We need to weigh in the pros and cons of mobile homes and tiny houses and see how they will work for your household. 

Not everyone fancy downsizing home for the family, but those who want to do so need assurance that it works. 

Families with children often have a hard time picturing themselves living in a tiny house, and that’s probably because tiny homes are new, albeit their growing popularity. 

When you live in a tiny house with your family, it allows the entire household to bond and spend quality time. Families who spend time together do not just get closer, it also teaches the children to grow up in a nurtured environment. 

Tiny houses are also almost clutter-free. Living in a small space encourages you and the family to be tidier and more organized, giving no room for clutter.

But there are problems. One is that tiny houses usually only have one bathroom, meaning showering and nighttime routines need to be scheduled. 

There is also a limited space for the kids to play. But then again, a tiny house inspires dwellers to enjoy the outdoors and go with nature. 

Now let’s talk about mobile homes for families. 

Living in a mobile house is way more different than living in a tiny house. Stability is a major concern in a mobile home, especially if you live with kids. 

Also, when you’re always on the road, you don’t have that much option when it comes to the education of your kids. Yet, that doesn’t mean that it’s impossible. 

Many parents choose to homeschool their children while they’re on the road. Another option is to travel only during the off-months of a school year.

Environmental Impact

In tiny houses, you use both nature and technology to provide you the best comfort using very little carbon footprint. Most tiny homes use solar power or natural gas as a source of power

It’s not only how tiny houses get the energy that has a positive environmental impact. Most tiny housers use repurposed and recycled materials to build their homes. This way, they’re able to reduce the amount of waste that comes with building a house. 

On the other hand, mobile homes also have a positive impact on the environment. But then again, RVs are not for a permanent dwelling place, but only as a vacation vehicle. 

RVs are mostly reliant on gas, and they sure use a lot of it when you hit the road. So, in this case, mobile homes are less environmentally friendly than tiny houses. But the good news is, you can now purchase mobile homes with eco-technology.  

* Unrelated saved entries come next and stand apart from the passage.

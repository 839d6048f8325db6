//! SQLite-backed [`StorageBackend`].
//!
//! One table keyed by `(reference, versioning)`; the full record is kept as
//! JSON in `item`. Atomic writes run in an IMMEDIATE transaction so that
//! condition checks and inserts happen under the database write lock.

use crate::backend::{batch_keys, StorageBackend, WriteItem};
use crate::error::BackendError;
use crate::record::Record;
use rusqlite::{params, Connection, OptionalExtension, TransactionBehavior};
use std::path::Path;
use std::sync::{Arc, Mutex};

#[derive(Debug, Clone)]
pub struct SqliteBackend {
    conn: Arc<Mutex<Connection>>,
    table: String,
}

impl SqliteBackend {
    /// Open (creating if needed) the database at `db_path`.
    pub fn open(db_path: &Path, table: &str) -> Result<Self, BackendError> {
        if let Some(parent) = db_path.parent() {
            if !parent.as_os_str().is_empty() {
                std::fs::create_dir_all(parent).map_err(|e| {
                    BackendError::Unavailable(format!(
                        "Failed to create database directory {:?}: {}",
                        parent, e
                    ))
                })?;
            }
        }

        let conn = Connection::open(db_path)?;
        tracing::debug!("Opened SQLite prompt store at {:?}", db_path);
        Self::with_connection(conn, table)
    }

    /// Private in-memory database, mostly for tests.
    pub fn open_in_memory(table: &str) -> Result<Self, BackendError> {
        Self::with_connection(Connection::open_in_memory()?, table)
    }

    fn with_connection(conn: Connection, table: &str) -> Result<Self, BackendError> {
        check_table_name(table)?;

        conn.execute_batch(&format!(
            r#"
            CREATE TABLE IF NOT EXISTS {table} (
                reference TEXT NOT NULL,
                versioning TEXT NOT NULL,
                item TEXT NOT NULL,
                PRIMARY KEY (reference, versioning)
            );
            "#
        ))?;

        Ok(Self {
            conn: Arc::new(Mutex::new(conn)),
            table: table.to_string(),
        })
    }

    /// Run `f` with the connection on the blocking thread pool.
    async fn with_conn<T, F>(&self, f: F) -> Result<T, BackendError>
    where
        T: Send + 'static,
        F: FnOnce(&mut Connection, &str) -> Result<T, BackendError> + Send + 'static,
    {
        let conn = Arc::clone(&self.conn);
        let table = self.table.clone();

        tokio::task::spawn_blocking(move || {
            let mut guard = conn.lock().map_err(|_| {
                BackendError::Unavailable("sqlite connection lock poisoned".to_string())
            })?;
            f(&mut guard, &table)
        })
        .await
        .map_err(|e| BackendError::Unavailable(format!("sqlite task failed: {}", e)))?
    }
}

fn check_table_name(table: &str) -> Result<(), BackendError> {
    let valid = table
        .chars()
        .next()
        .is_some_and(|c| c.is_ascii_alphabetic() || c == '_')
        && table.chars().all(|c| c.is_ascii_alphanumeric() || c == '_');

    if valid {
        Ok(())
    } else {
        Err(BackendError::Unavailable(format!(
            "invalid table name '{}'",
            table
        )))
    }
}

fn parse_item(json: &str) -> Result<Record, BackendError> {
    serde_json::from_str(json)
        .map_err(|e| BackendError::InvalidRecord(format!("stored item is not a JSON object: {}", e)))
}

#[async_trait::async_trait]
impl StorageBackend for SqliteBackend {
    fn backend_name(&self) -> &str {
        "sqlite"
    }

    async fn query(&self, reference: &str, versioning: &str) -> Result<Vec<Record>, BackendError> {
        let reference = reference.to_string();
        let versioning = versioning.to_string();

        self.with_conn(move |conn, table| {
            let mut stmt = conn.prepare(&format!(
                "SELECT item FROM {table} WHERE reference = ?1 AND versioning = ?2"
            ))?;

            let rows = stmt.query_map(params![reference, versioning], |row| {
                row.get::<_, String>(0)
            })?;

            let mut records = Vec::new();
            for row in rows {
                records.push(parse_item(&row?)?);
            }
            Ok(records)
        })
        .await
    }

    async fn atomic_write(&self, items: Vec<WriteItem>) -> Result<(), BackendError> {
        let keys = batch_keys(&items)?;

        self.with_conn(move |conn, table| {
            let tx = conn.transaction_with_behavior(TransactionBehavior::Immediate)?;

            for (item, key) in items.iter().zip(&keys) {
                let Some(condition) = &item.condition else {
                    continue;
                };

                let existing: Option<String> = tx
                    .query_row(
                        &format!(
                            "SELECT item FROM {table} WHERE reference = ?1 AND versioning = ?2"
                        ),
                        params![key.reference, key.versioning],
                        |row| row.get(0),
                    )
                    .optional()?;

                let existing = existing.as_deref().map(parse_item).transpose()?;

                if !condition.holds(existing.as_ref()) {
                    // Dropping `tx` rolls the transaction back.
                    return Err(BackendError::ConditionFailed {
                        reference: key.reference.clone(),
                        versioning: key.versioning.clone(),
                    });
                }
            }

            for (item, key) in items.iter().zip(&keys) {
                let json = serde_json::to_string(&item.record).map_err(|e| {
                    BackendError::InvalidRecord(format!("Failed to serialize record: {}", e))
                })?;

                tx.execute(
                    &format!(
                        "INSERT OR REPLACE INTO {table} (reference, versioning, item) VALUES (?1, ?2, ?3)"
                    ),
                    params![key.reference, key.versioning, json],
                )?;
            }

            tx.commit()?;
            Ok(())
        })
        .await
    }
}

How Tiny Houses and Mobile Homes Similar

Despite the differences, both tiny houses and mobile homes share a good amount of likeliness. For example, both allow you to travel around the country without ever living your comfy home. 

Also, they both let you escape from building codes and taxes. They also offer financial freedom. What’s more, tiny houses and mobile homes inspire you to live a minimalist, clutter-free lifestyle. 

Final Thoughts

Tiny houses and mobile homes both have upsides and downsides. While the setbacks are deal-breaker, you have to consider as well what you will be gaining. 

The bottom line is, both offer a lot of benefits that traditional houses cannot offer, such as mobility, financial freedom, and the opportunity to travel and get closer to the family.

Related Questions

Are tiny homes also mobile homes?

Tiny homes are houses under 500 square feet. Meanwhile, a mobile home falls under the federal HUD code — a national standard that overrides all local building codes. 

Can I put a tiny house on my land? 

Yes. However, you must follow building codes and other regulations (depending on the size of your tiny house and the rules in your community).